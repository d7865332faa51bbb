//! Population evolution.
//!
//! The optimizer owns its population for the whole run. Each generation
//! evaluates every candidate (in parallel above a threshold), preserves
//! the current best unconditionally, fills the rest of the next
//! generation through tournament-selected crossover with repair, and
//! mutates at the configured rate. It stops on the generation cap, on a
//! stall of the best cost, on the deadline, or at a cancellation
//! checkpoint; only cancellation is an error.

use std::cmp::Ordering;
use std::time::{Duration, Instant};

use tracing::debug;

use crate::cancel::CancelToken;
use crate::config::GenerationRequest;
use crate::csp::{CspSolver, ProgressFn};
use crate::domain::DomainSet;
use crate::error::{EngineError, Result};
use crate::fitness::{Evaluation, FitnessEvaluator};
use crate::model::Candidate;
use crate::problem::Problem;
use crate::rng::SearchRng;

use super::crossover::{partition_crossover, PartitionAxis};
use super::mutation::mutate;
use super::selection::{SelectionStrategy, TournamentSelection};

/// Matings attempted before giving up on producing a repaired child and
/// falling back to cloning a tournament winner.
const CROSSOVER_RETRIES: usize = 5;

/// Resamples per mutation before leaving the candidate unchanged.
const MUTATION_TRIES: usize = 8;

/// Wall-clock cap on each repair search. A repair that cannot finish in
/// this budget is treated like an irreparable child and discarded.
const REPAIR_BUDGET: Duration = Duration::from_millis(200);

/// Best-cost improvements smaller than this count as a stall, and costs
/// closer than this count as duplicates when ranking results.
const COST_EPS: f64 = 1e-9;

/// One ranked result of an optimization run.
#[derive(Debug, Clone)]
pub struct RankedCandidate {
    pub candidate: Candidate,
    pub evaluation: Evaluation,
}

/// The outcome of an optimization run.
#[derive(Debug, Clone)]
pub struct OptimizerOutcome {
    /// Top candidates with pairwise distinct costs, ascending.
    pub ranked: Vec<RankedCandidate>,
    /// Generations actually executed.
    pub generations: usize,
    /// Whether the run ended early because the best cost stopped
    /// improving.
    pub stalled: bool,
}

/// Genetic optimizer over feasible candidate timetables.
pub struct GeneticOptimizer<'p> {
    problem: &'p Problem,
    domains: &'p DomainSet,
    request: &'p GenerationRequest,
    evaluator: FitnessEvaluator<'p>,
    selection: TournamentSelection,
    cancel: CancelToken,
    deadline: Option<Instant>,
    progress: Option<ProgressFn>,
}

impl<'p> GeneticOptimizer<'p> {
    pub fn new(
        problem: &'p Problem,
        domains: &'p DomainSet,
        request: &'p GenerationRequest,
    ) -> Result<Self> {
        Ok(Self {
            problem,
            domains,
            request,
            evaluator: FitnessEvaluator::new(problem, request.weights()),
            selection: TournamentSelection::new(request.tournament_size())?,
            cancel: CancelToken::new(),
            deadline: None,
            progress: None,
        })
    }

    pub fn with_cancel(mut self, cancel: CancelToken) -> Self {
        self.cancel = cancel;
        self
    }

    /// Hard wall-clock bound; reaching it ends the run with the best
    /// candidates found so far.
    pub fn with_deadline(mut self, deadline: Instant) -> Self {
        self.deadline = Some(deadline);
        self
    }

    /// Installs a progress callback. Evolution maps generation count onto
    /// the 30 to 100 band of overall job progress.
    pub fn with_progress(mut self, progress: ProgressFn) -> Self {
        self.progress = Some(progress);
        self
    }

    /// Evolves a population grown from `seeds` and returns the ranked
    /// distinct results.
    ///
    /// Seeds must be hard-feasible; every operator preserves feasibility,
    /// so the whole population stays feasible throughout.
    pub fn run(&self, seeds: Vec<Candidate>, rng: &mut SearchRng) -> Result<OptimizerOutcome> {
        if seeds.is_empty() {
            return Err(EngineError::EmptyPopulation);
        }
        let repairer = CspSolver::new(self.problem, self.domains)
            .with_cancel(self.cancel.clone())
            .with_budget(REPAIR_BUDGET);

        let mut population = self.seed_population(seeds, rng);
        self.evaluator.evaluate_population(&mut population);
        sort_by_cost(&mut population);

        let mut best = population[0].cost_or_worst();
        let mut stall = 0usize;
        let mut stalled = false;
        let mut generations = 0usize;

        for generation in 0..self.request.max_generations() {
            if self.cancel.is_cancelled() {
                return Err(EngineError::Cancelled);
            }
            if matches!(self.deadline, Some(d) if Instant::now() >= d) {
                debug!(generation, "optimizer deadline reached");
                break;
            }

            let mut next = Vec::with_capacity(self.request.population_size());
            next.push(population[0].clone());
            while next.len() < self.request.population_size() {
                let mut child = if rng.gen_bool(self.request.crossover_rate()) {
                    self.offspring(&population, &repairer, rng)?
                } else {
                    let idx = self.selection.pick(&population, rng)?;
                    population[idx].clone()
                };
                if rng.gen_bool(self.request.mutation_rate()) {
                    mutate(self.problem, self.domains, &mut child, rng, MUTATION_TRIES);
                }
                next.push(child);
            }

            population = next;
            self.evaluator.evaluate_population(&mut population);
            sort_by_cost(&mut population);
            generations = generation + 1;

            let current = population[0].cost_or_worst();
            let mean = population.iter().map(Candidate::cost_or_worst).sum::<f64>()
                / population.len() as f64;
            debug!(
                generation,
                best = current,
                mean,
                "generation complete"
            );
            self.report(generations);

            if current + COST_EPS < best {
                best = current;
                stall = 0;
            } else {
                stall += 1;
                if stall >= self.request.stall_generations() {
                    debug!(generation, stall, "optimizer stalled, stopping early");
                    stalled = true;
                    break;
                }
            }
        }

        Ok(OptimizerOutcome {
            ranked: self.rank(&population),
            generations,
            stalled,
        })
    }

    /// Grows the initial population: the seeds themselves plus perturbed
    /// variants produced by validated random reassignments.
    fn seed_population(&self, seeds: Vec<Candidate>, rng: &mut SearchRng) -> Vec<Candidate> {
        let mut population = seeds;
        population.truncate(self.request.population_size());
        let base_count = population.len();
        while population.len() < self.request.population_size() {
            let mut variant = population[rng.gen_range(0..base_count)].clone();
            let perturbations = 1 + rng.gen_range(0..3);
            for _ in 0..perturbations {
                mutate(self.problem, self.domains, &mut variant, rng, MUTATION_TRIES);
            }
            population.push(variant);
        }
        population
    }

    /// Produces one hard-feasible child via partition crossover and
    /// repair. Irreparable children are discarded and the mating retried
    /// with freshly selected parents; after the retry budget the fallback
    /// is a clone of a tournament winner, never an error.
    fn offspring(
        &self,
        population: &[Candidate],
        repairer: &CspSolver<'_>,
        rng: &mut SearchRng,
    ) -> Result<Candidate> {
        for _ in 0..CROSSOVER_RETRIES {
            let pa = self.selection.pick(population, rng)?;
            let pb = self.selection.pick(population, rng)?;
            let axis = PartitionAxis::random(rng);
            let child =
                partition_crossover(self.problem, &population[pa], &population[pb], axis, rng);

            let victims: Vec<usize> = self
                .evaluator
                .conflicting_sessions(&child)
                .into_iter()
                .filter(|&s| !self.problem.is_fixed(s))
                .collect();
            if victims.is_empty() {
                return Ok(child);
            }
            match repairer.repair(&child, &victims, rng) {
                Ok(repaired) => return Ok(repaired),
                Err(EngineError::Infeasible(_)) | Err(EngineError::Timeout { .. }) => continue,
                Err(e) => return Err(e),
            }
        }
        let idx = self.selection.pick(population, rng)?;
        Ok(population[idx].clone())
    }

    fn rank(&self, population: &[Candidate]) -> Vec<RankedCandidate> {
        let mut ranked = Vec::new();
        let mut last_cost = f64::NEG_INFINITY;
        for candidate in population {
            let cost = candidate.cost_or_worst();
            if (cost - last_cost).abs() <= COST_EPS {
                continue;
            }
            last_cost = cost;
            ranked.push(RankedCandidate {
                candidate: candidate.clone(),
                evaluation: self.evaluator.evaluate(candidate),
            });
            if ranked.len() == self.request.top_k() {
                break;
            }
        }
        ranked
    }

    fn report(&self, generations: usize) {
        if let Some(progress) = &self.progress {
            let pct = 30 + (generations * 70 / self.request.max_generations().max(1));
            progress(pct.min(100) as u8);
        }
    }
}

fn sort_by_cost(population: &mut [Candidate]) {
    population.sort_by(|a, b| {
        a.cost_or_worst()
            .partial_cmp(&b.cost_or_worst())
            .unwrap_or(Ordering::Equal)
    });
}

•••••

**What you have to do:**
From the material above, set down exactly the lines starting at the one with "Err(e) => return" and ending at the one with "let mut last_cost", end lines included.

**Output for this exercise:**
                Err(e) => return Err(e),
            }
        }
        let idx = self.selection.pick(population, rng)?;
        Ok(population[idx].clone())
    }

    fn rank(&self, population: &[Candidate]) -> Vec<RankedCandidate> {
        let mut ranked = Vec::new();
        let mut last_cost = f64::NEG_INFINITY;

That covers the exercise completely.